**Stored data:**
****************************************
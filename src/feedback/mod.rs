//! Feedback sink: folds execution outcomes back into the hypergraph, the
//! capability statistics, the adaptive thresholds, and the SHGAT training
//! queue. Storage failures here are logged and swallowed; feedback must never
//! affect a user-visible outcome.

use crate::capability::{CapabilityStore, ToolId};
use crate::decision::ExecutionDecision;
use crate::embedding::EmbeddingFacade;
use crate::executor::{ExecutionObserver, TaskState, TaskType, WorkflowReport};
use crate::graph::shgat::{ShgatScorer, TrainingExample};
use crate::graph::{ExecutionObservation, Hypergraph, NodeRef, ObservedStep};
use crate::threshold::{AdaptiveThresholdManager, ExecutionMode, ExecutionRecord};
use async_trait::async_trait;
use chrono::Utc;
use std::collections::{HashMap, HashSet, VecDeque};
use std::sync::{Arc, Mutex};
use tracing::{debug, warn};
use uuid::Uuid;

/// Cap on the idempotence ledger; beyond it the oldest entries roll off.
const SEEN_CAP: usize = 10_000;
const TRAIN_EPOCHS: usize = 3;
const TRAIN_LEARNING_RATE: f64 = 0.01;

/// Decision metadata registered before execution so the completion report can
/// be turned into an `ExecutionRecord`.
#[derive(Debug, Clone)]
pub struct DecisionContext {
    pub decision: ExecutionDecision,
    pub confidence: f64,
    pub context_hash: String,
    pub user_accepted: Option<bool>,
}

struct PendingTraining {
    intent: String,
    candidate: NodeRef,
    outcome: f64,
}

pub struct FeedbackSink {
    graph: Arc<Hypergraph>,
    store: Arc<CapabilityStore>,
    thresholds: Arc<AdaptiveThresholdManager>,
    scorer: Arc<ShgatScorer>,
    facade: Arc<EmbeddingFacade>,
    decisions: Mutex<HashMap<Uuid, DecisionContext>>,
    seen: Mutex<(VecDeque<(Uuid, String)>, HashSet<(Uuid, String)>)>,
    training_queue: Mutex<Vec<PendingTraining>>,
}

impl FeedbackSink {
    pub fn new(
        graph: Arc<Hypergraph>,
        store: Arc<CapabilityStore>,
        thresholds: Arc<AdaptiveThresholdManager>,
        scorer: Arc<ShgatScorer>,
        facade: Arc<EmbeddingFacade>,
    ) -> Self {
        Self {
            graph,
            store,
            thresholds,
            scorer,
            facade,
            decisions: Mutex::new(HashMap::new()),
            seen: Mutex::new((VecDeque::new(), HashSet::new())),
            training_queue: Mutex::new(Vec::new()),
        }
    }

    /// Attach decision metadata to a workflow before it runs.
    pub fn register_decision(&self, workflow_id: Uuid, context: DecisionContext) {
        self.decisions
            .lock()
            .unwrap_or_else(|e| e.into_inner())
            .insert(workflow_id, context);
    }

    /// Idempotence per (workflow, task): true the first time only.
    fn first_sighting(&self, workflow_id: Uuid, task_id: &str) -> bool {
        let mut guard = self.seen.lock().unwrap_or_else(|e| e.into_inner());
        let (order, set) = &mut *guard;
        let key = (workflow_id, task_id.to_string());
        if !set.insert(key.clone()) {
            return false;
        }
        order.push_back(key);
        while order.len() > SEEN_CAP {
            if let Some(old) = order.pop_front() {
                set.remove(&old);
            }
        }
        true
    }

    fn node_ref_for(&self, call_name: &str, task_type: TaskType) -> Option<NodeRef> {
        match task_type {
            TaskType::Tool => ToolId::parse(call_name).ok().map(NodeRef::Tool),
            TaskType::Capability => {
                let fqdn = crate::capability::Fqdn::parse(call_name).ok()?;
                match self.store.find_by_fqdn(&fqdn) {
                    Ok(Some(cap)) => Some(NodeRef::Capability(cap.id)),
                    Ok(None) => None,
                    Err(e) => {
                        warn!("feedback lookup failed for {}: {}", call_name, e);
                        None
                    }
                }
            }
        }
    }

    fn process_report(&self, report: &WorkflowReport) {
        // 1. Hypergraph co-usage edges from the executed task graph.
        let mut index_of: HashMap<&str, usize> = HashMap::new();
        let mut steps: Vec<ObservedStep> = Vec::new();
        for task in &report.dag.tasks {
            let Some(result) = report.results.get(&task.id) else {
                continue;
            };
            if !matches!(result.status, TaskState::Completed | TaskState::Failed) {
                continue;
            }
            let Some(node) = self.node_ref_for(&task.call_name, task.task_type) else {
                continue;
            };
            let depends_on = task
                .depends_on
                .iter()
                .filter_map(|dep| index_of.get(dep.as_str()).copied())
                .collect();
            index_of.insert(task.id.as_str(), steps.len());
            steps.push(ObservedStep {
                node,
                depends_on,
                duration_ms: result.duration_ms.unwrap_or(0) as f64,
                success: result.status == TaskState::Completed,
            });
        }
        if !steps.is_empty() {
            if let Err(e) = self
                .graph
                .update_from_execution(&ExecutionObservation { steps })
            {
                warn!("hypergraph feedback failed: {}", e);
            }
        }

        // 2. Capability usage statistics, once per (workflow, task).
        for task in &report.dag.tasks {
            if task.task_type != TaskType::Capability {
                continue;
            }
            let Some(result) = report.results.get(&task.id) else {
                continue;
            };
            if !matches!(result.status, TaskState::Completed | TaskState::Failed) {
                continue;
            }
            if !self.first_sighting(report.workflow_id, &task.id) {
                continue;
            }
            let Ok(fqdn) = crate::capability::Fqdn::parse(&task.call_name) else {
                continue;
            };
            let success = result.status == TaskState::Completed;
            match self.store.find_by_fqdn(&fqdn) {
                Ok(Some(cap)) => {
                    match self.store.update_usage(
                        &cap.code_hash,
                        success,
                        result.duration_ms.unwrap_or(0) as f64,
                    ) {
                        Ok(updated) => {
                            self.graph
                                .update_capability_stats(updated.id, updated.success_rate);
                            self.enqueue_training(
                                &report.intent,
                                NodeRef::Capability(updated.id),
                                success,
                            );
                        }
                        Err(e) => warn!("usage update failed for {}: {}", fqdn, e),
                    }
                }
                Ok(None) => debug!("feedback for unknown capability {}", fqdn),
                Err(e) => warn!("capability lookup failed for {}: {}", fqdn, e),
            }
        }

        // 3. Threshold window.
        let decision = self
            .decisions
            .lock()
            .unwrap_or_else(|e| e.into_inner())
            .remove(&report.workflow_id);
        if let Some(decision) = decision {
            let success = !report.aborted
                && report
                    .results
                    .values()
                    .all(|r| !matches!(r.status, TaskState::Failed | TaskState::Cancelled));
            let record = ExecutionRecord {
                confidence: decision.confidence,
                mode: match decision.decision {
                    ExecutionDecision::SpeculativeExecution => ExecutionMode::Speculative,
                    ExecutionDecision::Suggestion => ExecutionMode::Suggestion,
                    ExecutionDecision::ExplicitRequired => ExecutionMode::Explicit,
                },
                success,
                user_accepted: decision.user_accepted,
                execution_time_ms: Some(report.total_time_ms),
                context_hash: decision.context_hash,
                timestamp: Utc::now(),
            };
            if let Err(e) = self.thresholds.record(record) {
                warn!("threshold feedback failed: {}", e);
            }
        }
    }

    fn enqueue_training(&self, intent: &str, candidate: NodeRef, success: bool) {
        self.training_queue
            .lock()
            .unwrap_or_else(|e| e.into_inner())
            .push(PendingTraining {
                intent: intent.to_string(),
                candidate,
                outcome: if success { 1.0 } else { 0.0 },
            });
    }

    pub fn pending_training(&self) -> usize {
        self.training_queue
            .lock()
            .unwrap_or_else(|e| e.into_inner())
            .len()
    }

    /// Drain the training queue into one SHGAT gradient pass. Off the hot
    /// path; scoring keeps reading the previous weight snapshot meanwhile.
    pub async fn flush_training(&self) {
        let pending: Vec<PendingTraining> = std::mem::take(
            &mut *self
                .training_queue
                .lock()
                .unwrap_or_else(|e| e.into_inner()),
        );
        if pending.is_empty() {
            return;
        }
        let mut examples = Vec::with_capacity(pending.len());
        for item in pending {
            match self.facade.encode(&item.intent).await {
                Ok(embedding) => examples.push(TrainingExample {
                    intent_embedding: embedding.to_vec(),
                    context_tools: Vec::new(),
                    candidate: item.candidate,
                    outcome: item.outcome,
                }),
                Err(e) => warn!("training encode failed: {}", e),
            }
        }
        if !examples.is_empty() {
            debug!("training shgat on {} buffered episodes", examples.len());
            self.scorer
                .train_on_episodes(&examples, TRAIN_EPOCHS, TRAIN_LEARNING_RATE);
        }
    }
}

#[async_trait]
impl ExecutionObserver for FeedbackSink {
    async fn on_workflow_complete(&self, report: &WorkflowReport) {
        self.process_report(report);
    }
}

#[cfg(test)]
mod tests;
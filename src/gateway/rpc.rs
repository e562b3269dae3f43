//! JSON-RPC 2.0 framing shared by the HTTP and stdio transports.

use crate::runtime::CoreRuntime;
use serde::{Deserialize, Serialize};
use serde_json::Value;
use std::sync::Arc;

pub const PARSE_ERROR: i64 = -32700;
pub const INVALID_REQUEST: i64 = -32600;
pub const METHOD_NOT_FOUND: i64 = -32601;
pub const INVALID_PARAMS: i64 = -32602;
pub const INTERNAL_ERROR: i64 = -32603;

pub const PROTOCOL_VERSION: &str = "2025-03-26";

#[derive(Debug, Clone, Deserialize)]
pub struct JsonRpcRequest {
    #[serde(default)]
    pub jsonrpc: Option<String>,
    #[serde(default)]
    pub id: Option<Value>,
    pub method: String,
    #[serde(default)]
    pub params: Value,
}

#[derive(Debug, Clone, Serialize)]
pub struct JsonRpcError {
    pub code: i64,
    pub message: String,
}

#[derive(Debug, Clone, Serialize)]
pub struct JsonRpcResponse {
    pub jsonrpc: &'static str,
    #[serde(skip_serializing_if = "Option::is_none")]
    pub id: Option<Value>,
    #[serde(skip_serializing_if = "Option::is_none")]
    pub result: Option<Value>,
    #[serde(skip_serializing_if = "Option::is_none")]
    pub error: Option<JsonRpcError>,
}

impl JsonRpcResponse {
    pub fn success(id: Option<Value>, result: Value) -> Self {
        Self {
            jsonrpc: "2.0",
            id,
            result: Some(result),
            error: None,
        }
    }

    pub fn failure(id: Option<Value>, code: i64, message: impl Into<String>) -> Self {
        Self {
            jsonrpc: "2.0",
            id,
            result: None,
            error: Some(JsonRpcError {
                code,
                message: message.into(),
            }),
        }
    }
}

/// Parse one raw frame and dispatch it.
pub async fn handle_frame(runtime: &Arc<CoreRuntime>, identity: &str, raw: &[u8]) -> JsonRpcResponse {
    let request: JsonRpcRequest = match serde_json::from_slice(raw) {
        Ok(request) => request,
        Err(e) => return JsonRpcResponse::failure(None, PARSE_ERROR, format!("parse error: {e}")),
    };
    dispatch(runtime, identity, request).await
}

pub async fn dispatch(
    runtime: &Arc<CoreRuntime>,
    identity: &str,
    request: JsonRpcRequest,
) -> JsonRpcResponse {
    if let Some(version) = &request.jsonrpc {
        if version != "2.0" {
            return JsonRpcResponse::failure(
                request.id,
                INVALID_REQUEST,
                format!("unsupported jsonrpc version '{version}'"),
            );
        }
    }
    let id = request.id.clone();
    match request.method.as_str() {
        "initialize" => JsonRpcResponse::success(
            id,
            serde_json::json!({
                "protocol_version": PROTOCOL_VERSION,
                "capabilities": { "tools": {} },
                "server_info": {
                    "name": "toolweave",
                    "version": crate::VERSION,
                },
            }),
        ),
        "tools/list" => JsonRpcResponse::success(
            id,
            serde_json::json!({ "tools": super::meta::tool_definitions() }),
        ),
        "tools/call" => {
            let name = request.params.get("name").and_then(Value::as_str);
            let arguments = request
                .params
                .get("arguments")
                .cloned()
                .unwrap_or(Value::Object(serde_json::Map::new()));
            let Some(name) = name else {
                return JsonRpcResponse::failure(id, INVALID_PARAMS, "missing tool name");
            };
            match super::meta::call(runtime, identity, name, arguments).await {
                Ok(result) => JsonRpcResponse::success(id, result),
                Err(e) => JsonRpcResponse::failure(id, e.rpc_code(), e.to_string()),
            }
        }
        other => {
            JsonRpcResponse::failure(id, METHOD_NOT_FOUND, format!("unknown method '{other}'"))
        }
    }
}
****************************************
**THE PROBLEM:**
Every line above in which the word "TaskState" occurs is to be copied.

**EXERCISE ANSWER:**
use crate::executor::{ExecutionObserver, TaskState, TaskType, WorkflowReport};
            if !matches!(result.status, TaskState::Completed | TaskState::Failed) {
                success: result.status == TaskState::Completed,
            if !matches!(result.status, TaskState::Completed | TaskState::Failed) {
            let success = result.status == TaskState::Completed;
                    .all(|r| !matches!(r.status, TaskState::Failed | TaskState::Cancelled));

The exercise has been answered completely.